Super Lawyer Rising Star Awarded

RCR proudly announces that Matt Sunderlin was selected as Super Lawyers Rising Stars.

Another Dismissal

Matt Sunderlin obtained summary dismissal of a Plaintiff’s negligence claims. The Court found that the Plaintiff did not sustain any “threshold” injury in the alleged accident and dismissed the Plaintiff’s claims against the driver and the owner of the alleged at-fault vehicle with prejudice.

Replacement Services Claim Tossed

Matt Sunderlin obtained summary dismissal of a Plaintiff’s replacement services claim. The Judge agreed that Plaintiff’s claims were not actually incurred pursuant to the Michigan No-Fault Act.

Dismissal of $216,000 in Bills

Matt Sunderlin obtained dismissal of Plaintiff’s $216,000 PIP claim. The Judge agreed that the Plaintiff’s bills were excluded by Michigan law.

Dismissal with Prejudice

Matt Sunderlin achieved a dismissal of a negligence case via Summary Disposition. Matt’s motion was granted based on the Plaintiff’s lack of serious impairment of body function.

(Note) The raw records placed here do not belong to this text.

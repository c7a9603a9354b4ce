//! Error types for bankcore operations.

use crate::{AccountId, AlertId, Currency, RequestId, RequestStatus, RiskAssessment, UserId};
use serde::Serialize;
use thiserror::Error;

/// Main error type for bankcore operations.
#[derive(Error, Debug)]
pub enum BankError {
    /// Malformed input, rejected before touching storage.
    #[error("Invalid input: {message}")]
    Validation {
        message: String,
        field: Option<String>,
    },

    /// Account does not exist.
    #[error("Account not found: {0}")]
    AccountNotFound(AccountId),

    /// No account carries the given routing reference.
    #[error("Destination account not found: {0}")]
    DestinationNotFound(String),

    /// Transfer request does not exist.
    #[error("Transfer request not found: {0}")]
    RequestNotFound(RequestId),

    /// Fraud alert does not exist.
    #[error("Fraud alert not found: {0}")]
    AlertNotFound(AlertId),

    /// The acting user does not own the resource.
    #[error("User {user} is not allowed to {action}")]
    Forbidden { user: UserId, action: String },

    /// Balance too low for the requested debit.
    #[error("Insufficient funds: required {required}, available {available}")]
    InsufficientFunds { required: String, available: String },

    /// The risk gate vetoed the transfer.
    #[error("Transfer blocked by risk gate: score {:.3}, {}", .0.assessment.risk_score, .0.assessment.reason)]
    RiskBlocked(Box<RiskBlock>),

    /// Transfer request already left the Pending state.
    #[error("Transfer request {id} already processed ({status})")]
    AlreadyProcessed { id: RequestId, status: RequestStatus },

    /// Invalid request state transition.
    #[error("Invalid transition from {from} to {to}")]
    InvalidTransition {
        from: RequestStatus,
        to: RequestStatus,
    },

    /// Source and destination currencies differ.
    #[error("Currency mismatch: expected {expected}, got {actual}")]
    CurrencyMismatch { expected: Currency, actual: Currency },

    /// Risk scorer unreachable or answered garbage. Recovered by the gate's
    /// local fallback; never returned to callers of the engine.
    #[error("External service degraded: {0}")]
    ExternalServiceDegraded(String),

    /// Storage failure. The enclosing unit is always rolled back.
    #[error("Storage error: {0}")]
    Storage(String),

    /// Configuration error.
    #[error("Configuration error: {0}")]
    Configuration(String),

    /// Internal error.
    #[error("Internal error: {0}")]
    Internal(String),
}

/// Risk metadata attached to a blocked transfer.
#[derive(Debug, Clone, Serialize)]
pub struct RiskBlock {
    /// The gate's verdict.
    pub assessment: RiskAssessment,
    /// Threshold the verdict was compared against.
    pub threshold: f64,
    /// Alert persisted for the block, when the sink accepted it.
    pub alert_id: Option<AlertId>,
}

/// Caller-facing outcome classes.
#[derive(Debug, Clone, Copy, PartialEq, Eq, Serialize)]
#[serde(rename_all = "SCREAMING_SNAKE_CASE")]
pub enum ErrorKind {
    Validation,
    NotFound,
    Forbidden,
    InsufficientFunds,
    Blocked,
    AlreadyProcessed,
    ServerError,
}

impl BankError {
    /// Shorthand for an ownership failure.
    pub fn forbidden(user: UserId, action: impl Into<String>) -> Self {
        BankError::Forbidden {
            user,
            action: action.into(),
        }
    }

    /// Shorthand for a storage failure.
    pub fn storage(error: impl std::fmt::Display) -> Self {
        BankError::Storage(error.to_string())
    }

    /// Check if this error is retryable.
    pub fn is_retryable(&self) -> bool {
        matches!(
            self,
            BankError::Storage(_) | BankError::ExternalServiceDegraded(_)
        )
    }

    /// Classify for the caller-facing contract.
    pub fn kind(&self) -> ErrorKind {
        match self {
            BankError::Validation { .. }
            | BankError::InvalidTransition { .. }
            | BankError::CurrencyMismatch { .. } => ErrorKind::Validation,
            BankError::AccountNotFound(_)
            | BankError::DestinationNotFound(_)
            | BankError::RequestNotFound(_)
            | BankError::AlertNotFound(_) => ErrorKind::NotFound,
            BankError::Forbidden { .. } => ErrorKind::Forbidden,
            BankError::InsufficientFunds { .. } => ErrorKind::InsufficientFunds,
            BankError::RiskBlocked(_) => ErrorKind::Blocked,
            BankError::AlreadyProcessed { .. } => ErrorKind::AlreadyProcessed,
            BankError::ExternalServiceDegraded(_)
            | BankError::Storage(_)
            | BankError::Configuration(_)
            | BankError::Internal(_) => ErrorKind::ServerError,
        }
    }

    /// Get a stable error code.
    pub fn error_code(&self) -> &'static str {
        match self {
            BankError::Validation { .. } => "VALIDATION_ERROR",
            BankError::AccountNotFound(_) => "ACCOUNT_NOT_FOUND",
            BankError::DestinationNotFound(_) => "DESTINATION_NOT_FOUND",
            BankError::RequestNotFound(_) => "REQUEST_NOT_FOUND",
            BankError::AlertNotFound(_) => "ALERT_NOT_FOUND",
            BankError::Forbidden { .. } => "FORBIDDEN",
            BankError::InsufficientFunds { .. } => "INSUFFICIENT_FUNDS",
            BankError::RiskBlocked(_) => "RISK_BLOCKED",
            BankError::AlreadyProcessed { .. } => "ALREADY_PROCESSED",
            BankError::InvalidTransition { .. } => "INVALID_TRANSITION",
            BankError::CurrencyMismatch { .. } => "CURRENCY_MISMATCH",
            BankError::ExternalServiceDegraded(_) => "EXTERNAL_SERVICE_DEGRADED",
            BankError::Storage(_) => "STORAGE_ERROR",
            BankError::Configuration(_) => "CONFIGURATION_ERROR",
            BankError::Internal(_) => "INTERNAL_ERROR",
        }
    }

    /// Risk metadata if this is a risk block.
    pub fn risk_block(&self) -> Option<&RiskBlock> {
        match self {
            BankError::RiskBlocked(block) => Some(block),
            _ => None,
        }
    }
}

/// Result type alias for bankcore operations.
pub type Result<T> = std::result::Result<T, BankError>;

/// Serializable error body for the caller-facing surfaces.
#[derive(Debug, Clone, Serialize)]
pub struct ErrorBody {
    pub code: &'static str,
    pub kind: ErrorKind,
    pub message: String,
    #[serde(skip_serializing_if = "Option::is_none")]
    pub risk: Option<RiskBlock>,
}

impl From<&BankError> for ErrorBody {
    fn from(error: &BankError) -> Self {
        Self {
            code: error.error_code(),
            kind: error.kind(),
            message: error.to_string(),
            risk: error.risk_block().cloned(),
        }
    }
}

#[cfg(test)]
mod tests {
    use super::*;

    #[test]
    fn test_kind_mapping() {
        assert_eq!(
            BankError::AccountNotFound(AccountId::new(1)).kind(),
            ErrorKind::NotFound
        );
        assert_eq!(
            BankError::forbidden(UserId::new(2), "debit account 1").kind(),
            ErrorKind::Forbidden
        );
        assert_eq!(BankError::storage("boom").kind(), ErrorKind::ServerError);
        assert_eq!(
            BankError::ExternalServiceDegraded("timeout".into()).kind(),
            ErrorKind::ServerError
        );
    }

    #[test]
    fn test_error_body_carries_risk_metadata() {
        let error = BankError::RiskBlocked(Box::new(RiskBlock {
            assessment: RiskAssessment {
                risk_score: 0.92,
                is_fraud: true,
                reason: "Very large transaction amount".to_string(),
                confidence: 0.7,
                fallback: false,
                features: None,
            },
            threshold: 0.85,
            alert_id: Some(AlertId::new(3)),
        }));

        let body = ErrorBody::from(&error);
        assert_eq!(body.code, "RISK_BLOCKED");
        assert_eq!(body.kind, ErrorKind::Blocked);
        assert_eq!(body.risk.unwrap().alert_id, Some(AlertId::new(3)));
        assert!(error.to_string().contains("0.920"));
    }

    #[test]
    fn test_retryable() {
        assert!(BankError::storage("connection reset").is_retryable());
        assert!(!BankError::RequestNotFound(RequestId::new(1)).is_retryable());
    }
}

Dismissal of Aggravated Injury Claims

Plaintiff‘s attempt to blame a recent work injury on the subject accident was not successful. Plaintiff fell at work and blamed the fall on instability caused by the auto accident. Matt Sunderlin convinced the court to exclude those claims from the case, reducing the potential exposure significantly.

Commercial Trucking Suit Dismissed

A commercial trucking case with catastrophic injuries and brain injury producing severe mental incapacity was dismissed with prejudice. Matt Sunderlin successfully argued that the policy did not cover the alleged accident.

No Insurable Interest

Matt Sunderlin obtained Summary Disposition via motion. The Judge agreed that there existed no insurable interest. The motion was granted and dismissed with prejudice.